=== WORK INSTRUCTIONS ===
Look through the data for the string "appear". Copy every line where it is found.

---------- SUPPLIED RECORDS ----------

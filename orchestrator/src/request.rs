//! Speech request definitions
//!
//! The request is built once by the caller and never mutated by the engine.

use std::path::Path;

use serde::{Deserialize, Serialize};

use crate::error::{DraftError, DraftResult};

/// A reference document attached to a request
#[derive(Debug, Clone, PartialEq, Eq, Serialize, Deserialize)]
pub struct UploadedSource {
    /// Display name of the source
    pub name: String,

    /// Raw text content
    pub content: String,

    /// Free-form category (e.g. "policy", "data", "briefing")
    pub kind: String,
}

impl UploadedSource {
    /// Create a new uploaded source
    pub fn new(
        name: impl Into<String>,
        content: impl Into<String>,
        kind: impl Into<String>,
    ) -> Self {
        Self {
            name: name.into(),
            content: content.into(),
            kind: kind.into(),
        }
    }
}

/// Input describing the speech to draft
#[derive(Debug, Clone, PartialEq, Eq, Serialize, Deserialize)]
pub struct SpeechRequest {
    /// Event the speech is given at
    pub occasion: String,

    /// Who the speech is addressed to
    pub audience: String,

    /// Keywords to weave in, in priority order
    #[serde(default)]
    pub keywords: Vec<String>,

    /// Desired tone
    pub tone: String,

    /// Target length in minutes (must be positive)
    pub duration_minutes: u32,

    /// Quotations that must appear
    #[serde(default)]
    pub must_quote: Vec<String>,

    /// Terms that must not appear; first occurrence order is kept
    #[serde(default)]
    pub forbidden_terms: Vec<String>,

    /// Reference material
    #[serde(default)]
    pub references: Vec<UploadedSource>,
}

impl SpeechRequest {
    /// Create a request with the required fields
    pub fn new(
        occasion: impl Into<String>,
        audience: impl Into<String>,
        tone: impl Into<String>,
        duration_minutes: u32,
    ) -> Self {
        Self {
            occasion: occasion.into(),
            audience: audience.into(),
            keywords: Vec::new(),
            tone: tone.into(),
            duration_minutes,
            must_quote: Vec::new(),
            forbidden_terms: Vec::new(),
            references: Vec::new(),
        }
    }

    /// Set keywords
    pub fn with_keywords<I, S>(mut self, keywords: I) -> Self
    where
        I: IntoIterator<Item = S>,
        S: Into<String>,
    {
        self.keywords = keywords.into_iter().map(Into::into).collect();
        self
    }

    /// Set required quotations
    pub fn with_quotes<I, S>(mut self, quotes: I) -> Self
    where
        I: IntoIterator<Item = S>,
        S: Into<String>,
    {
        self.must_quote = quotes.into_iter().map(Into::into).collect();
        self
    }

    /// Set forbidden terms, dropping case-insensitive repeats
    ///
    /// The first spelling of each term is kept.
    pub fn with_forbidden_terms<I, S>(mut self, terms: I) -> Self
    where
        I: IntoIterator<Item = S>,
        S: Into<String>,
    {
        self.forbidden_terms.clear();
        for term in terms {
            let term = term.into();
            if !self.is_forbidden(&term) {
                self.forbidden_terms.push(term);
            }
        }
        self
    }

    /// Attach a reference source
    pub fn with_reference(mut self, source: UploadedSource) -> Self {
        self.references.push(source);
        self
    }

    /// Check the request before a session is started
    pub fn validate(&self) -> DraftResult<()> {
        if self.occasion.trim().is_empty() {
            return Err(DraftError::InvalidRequest("occasion is empty".to_string()));
        }
        if self.audience.trim().is_empty() {
            return Err(DraftError::InvalidRequest("audience is empty".to_string()));
        }
        if self.duration_minutes == 0 {
            return Err(DraftError::InvalidRequest(
                "duration_minutes must be positive".to_string(),
            ));
        }
        if let Some(keyword) = self.keywords.iter().find(|k| self.is_forbidden(k)) {
            return Err(DraftError::InvalidRequest(format!(
                "keyword '{}' is also a forbidden term",
                keyword
            )));
        }
        Ok(())
    }

    /// Whether `term` is on the forbidden list (case-insensitive)
    pub fn is_forbidden(&self, term: &str) -> bool {
        let term = term.to_lowercase();
        self.forbidden_terms
            .iter()
            .any(|t| t.to_lowercase() == term)
    }

    /// Load a request from a TOML string
    pub fn from_toml(toml_str: &str) -> DraftResult<Self> {
        let request: SpeechRequest = toml::from_str(toml_str)?;
        Ok(request.dedup_forbidden())
    }

    /// Load a request from a JSON string
    pub fn from_json(json: &str) -> DraftResult<Self> {
        let request: SpeechRequest = serde_json::from_str(json)?;
        Ok(request.dedup_forbidden())
    }

    /// Load a request from a file, choosing the format by extension
    pub fn from_file(path: &Path) -> DraftResult<Self> {
        let content = std::fs::read_to_string(path)?;
        if path.extension().is_some_and(|ext| ext == "json") {
            Self::from_json(&content)
        } else {
            Self::from_toml(&content)
        }
    }

    /// Sample request used by the demo driver
    pub fn demo() -> Self {
        Self::new(
            "科技创新大会",
            "部委领导与市级代表",
            "庄重而鼓舞人心",
            15,
        )
        .with_keywords(["自主创新", "安全可信", "高质量发展"])
        .with_quotes(["政府工作报告"])
        .with_forbidden_terms(["市场过度化承诺"])
    }

    fn dedup_forbidden(self) -> Self {
        let terms = self.forbidden_terms.clone();
        self.with_forbidden_terms(terms)
    }
}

----------

=== RESPONSE AREA ===
    /// Quotations that must appear
    /// Terms that must not appear; first occurrence order is kept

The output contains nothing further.